Give the records again in full, exactly as written.
# # # # # # #
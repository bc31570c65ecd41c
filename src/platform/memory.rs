use std::sync::Arc;
use std::sync::atomic::{AtomicUsize, Ordering};
use std::time::Duration;

use async_trait::async_trait;
use parking_lot::Mutex;
use tracing::trace;

use crate::error::PlatformError;
use crate::types::Permission;

use super::{NativeHandle, NativeOptions, NotificationPlatform, SharedHandle, WorkerRegistration};

/// How the platform answers delivery-worker registrations.
#[derive(Clone, Copy, Debug, Default, Eq, PartialEq)]
pub enum WorkerSupport {
    #[default]
    Unsupported,
    Succeeds,
    Fails,
}

/// Scriptable in-process platform that records every notification it shows.
pub struct MemoryPlatform {
    state: Mutex<State>,
    shown: Arc<Mutex<Vec<Arc<MemoryNotification>>>>,
    requests: AtomicUsize,
    request_delay: Duration,
}

struct State {
    supported: bool,
    permission: Permission,
    can_request: bool,
    answer: Permission,
    workers: WorkerSupport,
    worker_listing: bool,
    fail_show: bool,
}

impl Default for MemoryPlatform {
    fn default() -> Self {
        Self {
            state: Mutex::new(State {
                supported: true,
                permission: Permission::Default,
                can_request: true,
                answer: Permission::Granted,
                workers: WorkerSupport::Unsupported,
                worker_listing: true,
                fail_show: false,
            }),
            shown: Arc::new(Mutex::new(Vec::new())),
            requests: AtomicUsize::new(0),
            request_delay: Duration::ZERO,
        }
    }
}

impl MemoryPlatform {
    #[must_use]
    pub fn new() -> Self {
        Self::default()
    }

    /// Platform without any native notification support.
    #[must_use]
    pub fn unsupported() -> Self {
        let platform = Self::default();
        platform.state.lock().supported = false;
        platform
    }

    #[must_use]
    pub fn with_permission(self, permission: Permission) -> Self {
        self.state.lock().permission = permission;
        self
    }

    /// Outcome of the next permission prompts.
    #[must_use]
    pub fn answering(self, answer: Permission) -> Self {
        self.state.lock().answer = answer;
        self
    }

    #[must_use]
    pub fn without_permission_requests(self) -> Self {
        self.state.lock().can_request = false;
        self
    }

    #[must_use]
    pub fn with_workers(self, workers: WorkerSupport) -> Self {
        self.state.lock().workers = workers;
        self
    }

    /// Workers show notifications but never list them back.
    #[must_use]
    pub fn without_worker_listing(self) -> Self {
        self.state.lock().worker_listing = false;
        self
    }

    #[must_use]
    pub fn failing_show(self) -> Self {
        self.state.lock().fail_show = true;
        self
    }

    #[must_use]
    pub const fn with_request_delay(mut self, delay: Duration) -> Self {
        self.request_delay = delay;
        self
    }

    pub fn set_permission(&self, permission: Permission) {
        self.state.lock().permission = permission;
    }

    /// Every notification shown so far, directly or through a worker.
    #[must_use]
    pub fn notifications(&self) -> Vec<Arc<MemoryNotification>> {
        self.shown.lock().clone()
    }

    #[must_use]
    pub fn permission_requests(&self) -> usize {
        self.requests.load(Ordering::SeqCst)
    }

    fn record(
        &self,
        title: &str,
        options: &NativeOptions,
        via_worker: bool,
    ) -> Arc<MemoryNotification> {
        record(&self.shown, title, options, via_worker)
    }
}

fn record(
    shown: &Mutex<Vec<Arc<MemoryNotification>>>,
    title: &str,
    options: &NativeOptions,
    via_worker: bool,
) -> Arc<MemoryNotification> {
    let notification = Arc::new(MemoryNotification {
        title: title.to_string(),
        options: options.clone(),
        via_worker,
        close_calls: AtomicUsize::new(0),
    });
    shown.lock().push(Arc::clone(&notification));
    trace!(title, via_worker, "memory notification shown");
    notification
}

#[async_trait]
impl NotificationPlatform for MemoryPlatform {
    fn is_supported(&self) -> bool {
        self.state.lock().supported
    }

    fn permission(&self) -> Permission {
        self.state.lock().permission
    }

    fn can_request_permission(&self) -> bool {
        self.state.lock().can_request
    }

    async fn request_permission(&self) -> Permission {
        self.requests.fetch_add(1, Ordering::SeqCst);
        if !self.request_delay.is_zero() {
            tokio::time::sleep(self.request_delay).await;
        }
        let mut state = self.state.lock();
        if state.permission == Permission::Default {
            state.permission = state.answer;
        }
        state.permission
    }

    fn show(&self, title: &str, options: &NativeOptions) -> Result<SharedHandle, PlatformError> {
        if self.state.lock().fail_show {
            return Err(PlatformError::Backend("memory platform set to fail".to_string()));
        }
        let notification: SharedHandle = self.record(title, options, false);
        Ok(notification)
    }

    fn supports_workers(&self) -> bool {
        self.state.lock().workers != WorkerSupport::Unsupported
    }

    async fn register_worker(
        &self,
        path: &str,
    ) -> Result<Arc<dyn WorkerRegistration>, PlatformError> {
        let (workers, listing) = {
            let state = self.state.lock();
            (state.workers, state.worker_listing)
        };
        match workers {
            WorkerSupport::Unsupported => Err(PlatformError::Unsupported("delivery workers")),
            WorkerSupport::Fails => Err(PlatformError::WorkerRegistration(format!(
                "cannot load {path}"
            ))),
            WorkerSupport::Succeeds => {
                let scope = path
                    .rsplit_once('/')
                    .map_or_else(|| "/".to_string(), |(dir, _)| format!("{dir}/"));
                let worker: Arc<dyn WorkerRegistration> = Arc::new(MemoryWorker {
                    scope,
                    shown: Arc::clone(&self.shown),
                    own: Mutex::new(Vec::new()),
                    listing,
                });
                Ok(worker)
            }
        }
    }
}

/// A notification recorded by [`MemoryPlatform`].
#[derive(Debug)]
pub struct MemoryNotification {
    pub title: String,
    pub options: NativeOptions,
    pub via_worker: bool,
    close_calls: AtomicUsize,
}

impl MemoryNotification {
    #[must_use]
    pub fn is_closed(&self) -> bool {
        self.close_calls() > 0
    }

    #[must_use]
    pub fn close_calls(&self) -> usize {
        self.close_calls.load(Ordering::SeqCst)
    }
}

impl NativeHandle for MemoryNotification {
    fn close(&self) {
        self.close_calls.fetch_add(1, Ordering::SeqCst);
    }
}

struct MemoryWorker {
    scope: String,
    shown: Arc<Mutex<Vec<Arc<MemoryNotification>>>>,
    own: Mutex<Vec<Arc<MemoryNotification>>>,
    listing: bool,
}

#[async_trait]
impl WorkerRegistration for MemoryWorker {
    fn scope(&self) -> &str {
        &self.scope
    }

    async fn show_notification(
        &self,
        title: &str,
        options: &NativeOptions,
    ) -> Result<(), PlatformError> {
        let notification = record(&self.shown, title, options, true);
        self.own.lock().push(notification);
        Ok(())
    }

    async fn notifications(&self) -> Result<Vec<SharedHandle>, PlatformError> {
        if !self.listing {
            return Ok(Vec::new());
        }
        Ok(self
            .own
            .lock()
            .iter()
            .filter(|n| !n.is_closed())
            .map(|n| Arc::clone(n) as SharedHandle)
            .collect())
    }
}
# # # # # # #
_EXERCISE SOLUTION_:
repository bc31570c65ecd41c
filename src/platform/memory.rs
use std::sync::Arc;
use std::sync::atomic::{AtomicUsize, Ordering};
use std::time::Duration;

use async_trait::async_trait;
use parking_lot::Mutex;
use tracing::trace;

use crate::error::PlatformError;
use crate::types::Permission;

use super::{NativeHandle, NativeOptions, NotificationPlatform, SharedHandle, WorkerRegistration};

/// How the platform answers delivery-worker registrations.
#[derive(Clone, Copy, Debug, Default, Eq, PartialEq)]
pub enum WorkerSupport {
    #[default]
    Unsupported,
    Succeeds,
    Fails,
}

/// Scriptable in-process platform that records every notification it shows.
pub struct MemoryPlatform {
    state: Mutex<State>,
    shown: Arc<Mutex<Vec<Arc<MemoryNotification>>>>,
    requests: AtomicUsize,
    request_delay: Duration,
}

struct State {
    supported: bool,
    permission: Permission,
    can_request: bool,
    answer: Permission,
    workers: WorkerSupport,
    worker_listing: bool,
    fail_show: bool,
}

impl Default for MemoryPlatform {
    fn default() -> Self {
        Self {
            state: Mutex::new(State {
                supported: true,
                permission: Permission::Default,
                can_request: true,
                answer: Permission::Granted,
                workers: WorkerSupport::Unsupported,
                worker_listing: true,
                fail_show: false,
            }),
            shown: Arc::new(Mutex::new(Vec::new())),
            requests: AtomicUsize::new(0),
            request_delay: Duration::ZERO,
        }
    }
}

impl MemoryPlatform {
    #[must_use]
    pub fn new() -> Self {
        Self::default()
    }

    /// Platform without any native notification support.
    #[must_use]
    pub fn unsupported() -> Self {
        let platform = Self::default();
        platform.state.lock().supported = false;
        platform
    }

    #[must_use]
    pub fn with_permission(self, permission: Permission) -> Self {
        self.state.lock().permission = permission;
        self
    }

    /// Outcome of the next permission prompts.
    #[must_use]
    pub fn answering(self, answer: Permission) -> Self {
        self.state.lock().answer = answer;
        self
    }

    #[must_use]
    pub fn without_permission_requests(self) -> Self {
        self.state.lock().can_request = false;
        self
    }

    #[must_use]
    pub fn with_workers(self, workers: WorkerSupport) -> Self {
        self.state.lock().workers = workers;
        self
    }

    /// Workers show notifications but never list them back.
    #[must_use]
    pub fn without_worker_listing(self) -> Self {
        self.state.lock().worker_listing = false;
        self
    }

    #[must_use]
    pub fn failing_show(self) -> Self {
        self.state.lock().fail_show = true;
        self
    }

    #[must_use]
    pub const fn with_request_delay(mut self, delay: Duration) -> Self {
        self.request_delay = delay;
        self
    }

    pub fn set_permission(&self, permission: Permission) {
        self.state.lock().permission = permission;
    }

    /// Every notification shown so far, directly or through a worker.
    #[must_use]
    pub fn notifications(&self) -> Vec<Arc<MemoryNotification>> {
        self.shown.lock().clone()
    }

    #[must_use]
    pub fn permission_requests(&self) -> usize {
        self.requests.load(Ordering::SeqCst)
    }

    fn record(
        &self,
        title: &str,
        options: &NativeOptions,
        via_worker: bool,
    ) -> Arc<MemoryNotification> {
        record(&self.shown, title, options, via_worker)
    }
}

fn record(
    shown: &Mutex<Vec<Arc<MemoryNotification>>>,
    title: &str,
    options: &NativeOptions,
    via_worker: bool,
) -> Arc<MemoryNotification> {
    let notification = Arc::new(MemoryNotification {
        title: title.to_string(),
        options: options.clone(),
        via_worker,
        close_calls: AtomicUsize::new(0),
    });
    shown.lock().push(Arc::clone(&notification));
    trace!(title, via_worker, "memory notification shown");
    notification
}

#[async_trait]
impl NotificationPlatform for MemoryPlatform {
    fn is_supported(&self) -> bool {
        self.state.lock().supported
    }

    fn permission(&self) -> Permission {
        self.state.lock().permission
    }

    fn can_request_permission(&self) -> bool {
        self.state.lock().can_request
    }

    async fn request_permission(&self) -> Permission {
        self.requests.fetch_add(1, Ordering::SeqCst);
        if !self.request_delay.is_zero() {
            tokio::time::sleep(self.request_delay).await;
        }
        let mut state = self.state.lock();
        if state.permission == Permission::Default {
            state.permission = state.answer;
        }
        state.permission
    }

    fn show(&self, title: &str, options: &NativeOptions) -> Result<SharedHandle, PlatformError> {
        if self.state.lock().fail_show {
            return Err(PlatformError::Backend("memory platform set to fail".to_string()));
        }
        let notification: SharedHandle = self.record(title, options, false);
        Ok(notification)
    }

    fn supports_workers(&self) -> bool {
        self.state.lock().workers != WorkerSupport::Unsupported
    }

    async fn register_worker(
        &self,
        path: &str,
    ) -> Result<Arc<dyn WorkerRegistration>, PlatformError> {
        let (workers, listing) = {
            let state = self.state.lock();
            (state.workers, state.worker_listing)
        };
        match workers {
            WorkerSupport::Unsupported => Err(PlatformError::Unsupported("delivery workers")),
            WorkerSupport::Fails => Err(PlatformError::WorkerRegistration(format!(
                "cannot load {path}"
            ))),
            WorkerSupport::Succeeds => {
                let scope = path
                    .rsplit_once('/')
                    .map_or_else(|| "/".to_string(), |(dir, _)| format!("{dir}/"));
                let worker: Arc<dyn WorkerRegistration> = Arc::new(MemoryWorker {
                    scope,
                    shown: Arc::clone(&self.shown),
                    own: Mutex::new(Vec::new()),
                    listing,
                });
                Ok(worker)
            }
        }
    }
}

/// A notification recorded by [`MemoryPlatform`].
#[derive(Debug)]
pub struct MemoryNotification {
    pub title: String,
    pub options: NativeOptions,
    pub via_worker: bool,
    close_calls: AtomicUsize,
}

impl MemoryNotification {
    #[must_use]
    pub fn is_closed(&self) -> bool {
        self.close_calls() > 0
    }

    #[must_use]
    pub fn close_calls(&self) -> usize {
        self.close_calls.load(Ordering::SeqCst)
    }
}

impl NativeHandle for MemoryNotification {
    fn close(&self) {
        self.close_calls.fetch_add(1, Ordering::SeqCst);
    }
}

struct MemoryWorker {
    scope: String,
    shown: Arc<Mutex<Vec<Arc<MemoryNotification>>>>,
    own: Mutex<Vec<Arc<MemoryNotification>>>,
    listing: bool,
}

#[async_trait]
impl WorkerRegistration for MemoryWorker {
    fn scope(&self) -> &str {
        &self.scope
    }

    async fn show_notification(
        &self,
        title: &str,
        options: &NativeOptions,
    ) -> Result<(), PlatformError> {
        let notification = record(&self.shown, title, options, true);
        self.own.lock().push(notification);
        Ok(())
    }

    async fn notifications(&self) -> Result<Vec<SharedHandle>, PlatformError> {
        if !self.listing {
            return Ok(Vec::new());
        }
        Ok(self
            .own
            .lock()
            .iter()
            .filter(|n| !n.is_closed())
            .map(|n| Arc::clone(n) as SharedHandle)
            .collect())
    }
}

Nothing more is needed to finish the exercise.